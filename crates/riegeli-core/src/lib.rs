//! Core primitives shared by the Riegeli container crates.
//!
//! This crate holds everything below the chunk layer:
//!
//! - [`Error`] / [`Result`]: the error taxonomy of the whole workspace
//! - [`varint`]: LEB128 encoding used throughout the file format
//! - [`hash`]: the keyed 64-bit HighwayHash MAC used for all checksums
//! - [`Chain`]: a rope of reference-counted byte blocks with cheap
//!   concatenation
//! - [`Reader`] / [`Writer`]: cursor-based byte stream abstractions over
//!   flat buffers, chains, and `std::io` handles
//! - [`ChainBackwardWriter`]: a prepend-only writer, required by the
//!   transposed chunk decoder

pub mod backward_writer;
pub mod chain;
pub mod error;
pub mod hash;
pub mod reader;
pub mod varint;
pub mod writer;

pub use backward_writer::ChainBackwardWriter;
pub use chain::Chain;
pub use error::{Error, Result};
pub use reader::{BytesReader, ChainReader, IoReader, Reader};
pub use writer::{ChainWriter, IoWriter, Writer};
• • •
• The task
Looking at the data above, write out exactly the lines that start at the one containing "for all checksums" and end at the one containing "buffers, chains, and"; include both and nothing beyond.

• Result for this exercise
//! - [`hash`]: the keyed 64-bit HighwayHash MAC used for all checksums
//! - [`Chain`]: a rope of reference-counted byte blocks with cheap
//!   concatenation
//! - [`Reader`] / [`Writer`]: cursor-based byte stream abstractions over
//!   flat buffers, chains, and `std::io` handles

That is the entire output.